(Collected data entries)
■ ■ ■ ■ ■ ■ ■

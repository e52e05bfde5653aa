//! Binance REST API client: a thin, blocking wrapper around the
//! authenticated endpoints the engine needs. HMAC signing, timestamping,
//! and HTTP-status-to-taxonomy translation all live here so nothing
//! above this module ever sees a raw status code or Binance error JSON.

use std::time::{Duration, SystemTime, UNIX_EPOCH};

use log::debug;
use reqwest::blocking::Client;
use reqwest::StatusCode;
use zeroize::Zeroizing;

use super::auth;
use super::types::{
    AccountInfo, BookTicker, DepthResponse, ExchangeInfo, OrderResponse, PriceTicker,
};
use crate::error::AdapterError;

type Result<T> = std::result::Result<T, AdapterError>;

/// Binance error codes that mean "the order id you gave me doesn't
/// exist" — signal, not failure. See Binance's error-code reference.
const CODE_UNKNOWN_ORDER: i64 = -2011;
const CODE_ORDER_DOES_NOT_EXIST: i64 = -2013;

#[derive(Debug, serde::Deserialize)]
struct BinanceErrorBody {
    code: i64,
    msg: String,
}

/// Blocking Binance REST client.
pub struct BinanceClient {
    client: Client,
    api_key: String,
    /// Wiped on drop so a crash dump or swapped page doesn't leave the
    /// signing secret sitting in memory longer than it has to.
    secret_key: Zeroizing<String>,
    base_url: String,
}

impl BinanceClient {
    pub fn new(api_key: &str, secret_key: &str, testnet: bool) -> Self {
        let base_url = if testnet {
            "https://testnet.binance.vision"
        } else {
            "https://api.binance.com"
        };

        Self {
            client: Client::builder()
                .timeout(Duration::from_secs(5))
                .build()
                .unwrap_or_else(|_| Client::new()),
            api_key: api_key.to_string(),
            secret_key: Zeroizing::new(secret_key.to_string()),
            base_url: base_url.to_string(),
        }
    }

    fn signed_get<T: serde::de::DeserializeOwned>(&self, path: &str, query: &str) -> Result<T> {
        let signature = auth::sign(query, &self.secret_key);
        let url = format!("{}{path}?{query}&signature={signature}", self.base_url);
        let resp = self
            .client
            .get(&url)
            .header("X-MBX-APIKEY", &self.api_key)
            .send()?;
        self.decode(resp)
    }

    fn decode<T: serde::de::DeserializeOwned>(&self, resp: reqwest::blocking::Response) -> Result<T> {
        let status = resp.status();
        let body = resp.text().unwrap_or_default();
        if status.is_success() {
            return serde_json::from_str(&body).map_err(AdapterError::from);
        }
        Err(self.classify_error(status, &body))
    }

    fn classify_error(&self, status: StatusCode, body: &str) -> AdapterError {
        if let Ok(err) = serde_json::from_str::<BinanceErrorBody>(body) {
            if err.code == CODE_UNKNOWN_ORDER || err.code == CODE_ORDER_DOES_NOT_EXIST {
                return AdapterError::OrderNotFound(err.msg);
            }
            if status == StatusCode::UNAUTHORIZED || status == StatusCode::FORBIDDEN {
                return AdapterError::Auth(err.msg);
            }
            if status == StatusCode::TOO_MANY_REQUESTS || status.as_u16() == 418 {
                return AdapterError::RateLimited(err.msg);
            }
            if err.code == -1013 || err.code == -2010 {
                return AdapterError::InvalidOrder(err.msg);
            }
            return AdapterError::ExchangeUnavailable(err.msg);
        }
        if status.is_server_error() {
            AdapterError::Transient(format!("{status}: {body}"))
        } else {
            AdapterError::ExchangeUnavailable(format!("{status}: {body}"))
        }
    }

    pub fn ping(&self) -> Result<()> {
        let url = format!("{}/api/v3/ping", self.base_url);
        let resp = self.client.get(&url).send()?;
        if !resp.status().is_success() {
            return Err(self.classify_error(resp.status(), &resp.text().unwrap_or_default()));
        }
        Ok(())
    }

    pub fn exchange_info(&self) -> Result<ExchangeInfo> {
        let url = format!("{}/api/v3/exchangeInfo", self.base_url);
        let resp = self.client.get(&url).send()?;
        self.decode(resp)
    }

    pub fn account_info(&self) -> Result<AccountInfo> {
        let timestamp = current_timestamp_ms();
        let query = format!("timestamp={timestamp}");
        self.signed_get("/api/v3/account", &query)
    }

    pub fn depth(&self, symbol: &str, limit: u32) -> Result<DepthResponse> {
        let url = format!(
            "{}/api/v3/depth?symbol={symbol}&limit={limit}",
            self.base_url
        );
        let resp = self.client.get(&url).send()?;
        self.decode(resp)
    }

    pub fn price_ticker(&self, symbol: &str) -> Result<PriceTicker> {
        let url = format!("{}/api/v3/ticker/price?symbol={symbol}", self.base_url);
        let resp = self.client.get(&url).send()?;
        self.decode(resp)
    }

    pub fn price_tickers(&self, symbols: &[String]) -> Result<Vec<PriceTicker>> {
        let list = symbols
            .iter()
            .map(|s| format!("\"{s}\""))
            .collect::<Vec<_>>()
            .join(",");
        let url = format!(
            "{}/api/v3/ticker/price?symbols=[{list}]",
            self.base_url
        );
        let resp = self.client.get(&url).send()?;
        self.decode(resp)
    }

    pub fn book_ticker(&self, symbol: &str) -> Result<BookTicker> {
        let url = format!("{}/api/v3/ticker/bookTicker?symbol={symbol}", self.base_url);
        let resp = self.client.get(&url).send()?;
        self.decode(resp)
    }

    #[allow(clippy::too_many_arguments)]
    pub fn submit_order(
        &self,
        symbol: &str,
        side: &str,
        order_type: &str,
        quantity: &str,
        price: Option<&str>,
        time_in_force: Option<&str>,
    ) -> Result<OrderResponse> {
        let timestamp = current_timestamp_ms();
        let mut query = format!(
            "symbol={symbol}&side={side}&type={order_type}&quantity={quantity}&timestamp={timestamp}"
        );
        if let Some(p) = price {
            query.push_str(&format!("&price={p}"));
        }
        if let Some(tif) = time_in_force {
            query.push_str(&format!("&timeInForce={tif}"));
        }

        let signature = auth::sign(&query, &self.secret_key);
        let url = format!("{}/api/v3/order", self.base_url);

        debug!("submitting binance order: {query}");

        let resp = self
            .client
            .post(&url)
            .header("X-MBX-APIKEY", &self.api_key)
            .header("Content-Type", "application/x-www-form-urlencoded")
            .body(format!("{query}&signature={signature}"))
            .send()?;

        self.decode(resp)
    }

    pub fn order_status(&self, symbol: &str, order_id: u64) -> Result<OrderResponse> {
        let timestamp = current_timestamp_ms();
        let query = format!("symbol={symbol}&orderId={order_id}&timestamp={timestamp}");
        self.signed_get("/api/v3/order", &query)
    }

    pub fn open_orders(&self, symbol: &str) -> Result<Vec<OrderResponse>> {
        let timestamp = current_timestamp_ms();
        let query = format!("symbol={symbol}&timestamp={timestamp}");
        self.signed_get("/api/v3/openOrders", &query)
    }

    pub fn cancel_order(&self, symbol: &str, order_id: u64) -> Result<()> {
        let timestamp = current_timestamp_ms();
        let query = format!("symbol={symbol}&orderId={order_id}&timestamp={timestamp}");
        let signature = auth::sign(&query, &self.secret_key);
        let url = format!("{}/api/v3/order?{query}&signature={signature}", self.base_url);

        let resp = self
            .client
            .delete(&url)
            .header("X-MBX-APIKEY", &self.api_key)
            .send()?;

        if !resp.status().is_success() {
            return Err(self.classify_error(resp.status(), &resp.text().unwrap_or_default()));
        }
        Ok(())
    }
}

fn current_timestamp_ms() -> u64 {
    SystemTime::now()
        .duration_since(UNIX_EPOCH)
        .unwrap_or(Duration::ZERO)
        .as_millis() as u64
}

■ ■ ■ ■ ■ ■ ■

WORK ORDER: Report each line of the entries where the word "BinanceClient" occurs.

EXPECTED OUTPUT:
pub struct BinanceClient {
impl BinanceClient {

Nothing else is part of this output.